My cat Scabbers looks like he is losing hair. I
noticed it a while back. It looks like it is growing
back, but I recently noticed balding on other parts of his
body. Should I be concerned or could this pass? I
have no money to take him to the vet–that is why
I’m asking. He’s not sick from what I can
tell. His behavior has not changed.
Los Angeles, CA
There are many syndromes that can cause cats or dogs to lose hair. Some, such as issues with over-grooming, are relatively benign and harmless. Others, like infestation with certain mites or ringworm, can be more serious and uncomfortable. Ringworm can even be spread to people. And sometimes, hair loss can be a symptom of serious diseases such as cancer, thyroid disease, or metabolic problems.
However, in my practice, allergies are by far the most common cause of hair loss in pets. I can comfortably say that, among my patients, allergies cause more problems with hair loss than all of the other causes combined.
In people, allergies cause sneezing and hay fever. In pets, they most often cause skin problems.
Before I go any further, let me point out that the best thing for Scabbers would be a trip to the vet. That is the only way to ensure that nothing serious is going on.
But, if he truly seems healthy, and hasn’t had changes to his appetite, thirst, or weight, then the most likely thing happening is allergies.

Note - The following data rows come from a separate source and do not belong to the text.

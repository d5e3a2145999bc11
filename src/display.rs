use chrono::{DateTime, Utc};
use owo_colors::{OwoColorize, Stream};
use serde::Serialize;

use crate::stats::Summary;
use crate::types::{BenchConfig, RunSample};

/// Fixed line printed when every run failed (or zero runs were requested).
pub const NO_RUNS_MESSAGE: &str = "No successful runs recorded.";

/// The single machine-readable line of the default output.
pub fn format_mean(summary: &Summary) -> String {
    format!("{:.6}", summary.mean)
}

/// Emit a warning line to stderr, colored only when stderr is a terminal.
pub fn warn(msg: &str) {
    eprintln!(
        "{} {}",
        "warning:".if_supports_color(Stream::Stderr, |s| s.yellow()),
        msg
    );
}

/// Emit an error line to stderr, colored only when stderr is a terminal.
pub fn error(msg: &str) {
    eprintln!(
        "{} {}",
        "error:".if_supports_color(Stream::Stderr, |s| s.red()),
        msg
    );
}

/// JSON report format.
#[derive(Serialize)]
struct JsonReport {
    binary: String,
    runs_requested: usize,
    runs_completed: usize,
    samples: Vec<JsonSample>,
    mean_seconds: Option<f64>,
    min_seconds: Option<f64>,
    max_seconds: Option<f64>,
    completed_at: String,
}

#[derive(Serialize)]
struct JsonSample {
    seconds: f64,
    source: &'static str,
}

pub fn format_json(
    config: &BenchConfig,
    samples: &[RunSample],
    summary: Option<&Summary>,
    now: DateTime<Utc>,
) -> String {
    let report = JsonReport {
        binary: config.binary.to_string_lossy().into_owned(),
        runs_requested: config.runs,
        runs_completed: samples.len(),
        samples: samples
            .iter()
            .map(|s| JsonSample {
                seconds: s.seconds,
                source: s.source.as_str(),
            })
            .collect(),
        mean_seconds: summary.map(|s| s.mean),
        min_seconds: summary.map(|s| s.min),
        max_seconds: summary.map(|s| s.max),
        completed_at: now.format("%Y-%m-%dT%H:%M:%SZ").to_string(),
    };

    serde_json::to_string_pretty(&report).unwrap_or_else(|_| "{}".to_string())
}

If you have allergies, or know someone who does, you know that allergies are very frustrating. And there are millions of plants, foods, pollens, spores, and insects out there that can cause them.
But for pets, especially in Los Angeles, one culprit stands above all others: fleas. Flea bites are incredibly irritating to sensitive pets. And you don’t have to see fleas for them to be causing problems. For many pets, one or two bites a month is enough to cause problems.

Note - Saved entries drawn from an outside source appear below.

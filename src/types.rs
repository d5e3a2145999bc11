use std::path::PathBuf;

use serde::Serialize;

/// Full invocation plan, fixed once argument parsing completes.
#[derive(Debug, Clone)]
pub struct BenchConfig {
    pub binary: PathBuf,
    pub runs: usize,
    pub params: KernelParams,
}

/// The ten positional parameters the kernel binary expects, in order.
#[derive(Debug, Clone)]
pub struct KernelParams {
    pub n_q: i64,
    pub n_k: i64,
    pub d_k: i64,
    pub d_v: i64,
    pub sparsity: f64,
    pub q_format: String,
    pub k_format: String,
    pub v_format: String,
    pub sample: i64,
    pub convert: i64,
}

impl KernelParams {
    /// Render the parameters as the kernel's positional argv. Numbers use
    /// their default decimal form; format strings pass through unchanged.
    pub fn to_argv(&self) -> Vec<String> {
        vec![
            self.n_q.to_string(),
            self.n_k.to_string(),
            self.d_k.to_string(),
            self.d_v.to_string(),
            self.sparsity.to_string(),
            self.q_format.clone(),
            self.k_format.clone(),
            self.v_format.clone(),
            self.sample.to_string(),
            self.convert.to_string(),
        ]
    }
}

/// One timed run of the kernel binary.
#[derive(Debug, Clone, Copy, PartialEq)]
pub struct RunSample {
    pub seconds: f64,
    pub source: TimeSource,
}

/// Where a sample's duration came from.
#[derive(Debug, Clone, Copy, PartialEq, Eq, Serialize)]
#[serde(rename_all = "kebab-case")]
pub enum TimeSource {
    /// The binary printed its own measurement and we trusted it.
    SelfReported,
    /// The binary's output was not a number; we timed the run ourselves.
    WallClock,
}

impl TimeSource {
    pub fn as_str(self) -> &'static str {
        match self {
            TimeSource::SelfReported => "self-reported",
            TimeSource::WallClock => "wall-clock",
        }
    }
}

So, if you truly can’t take Scabbers to the vet, I recommend that you apply Advantage or Frontline to all of your pets. If you do it regularly for several months, you will minimize the impact of fleas.
Do not use cheaper lookalike or imitation products. They don’t work as well, and some are very dangerous to cats.
I can’t even begin to count the number of pets I know (including those who didn’t “have fleas”), whose skin problems went away after a few months of consistent flea control.
But, if Scabbers is still having problems after you have implemented this protocol, or if any other symptoms develop at any time, you will have only one choice left: go to the vet.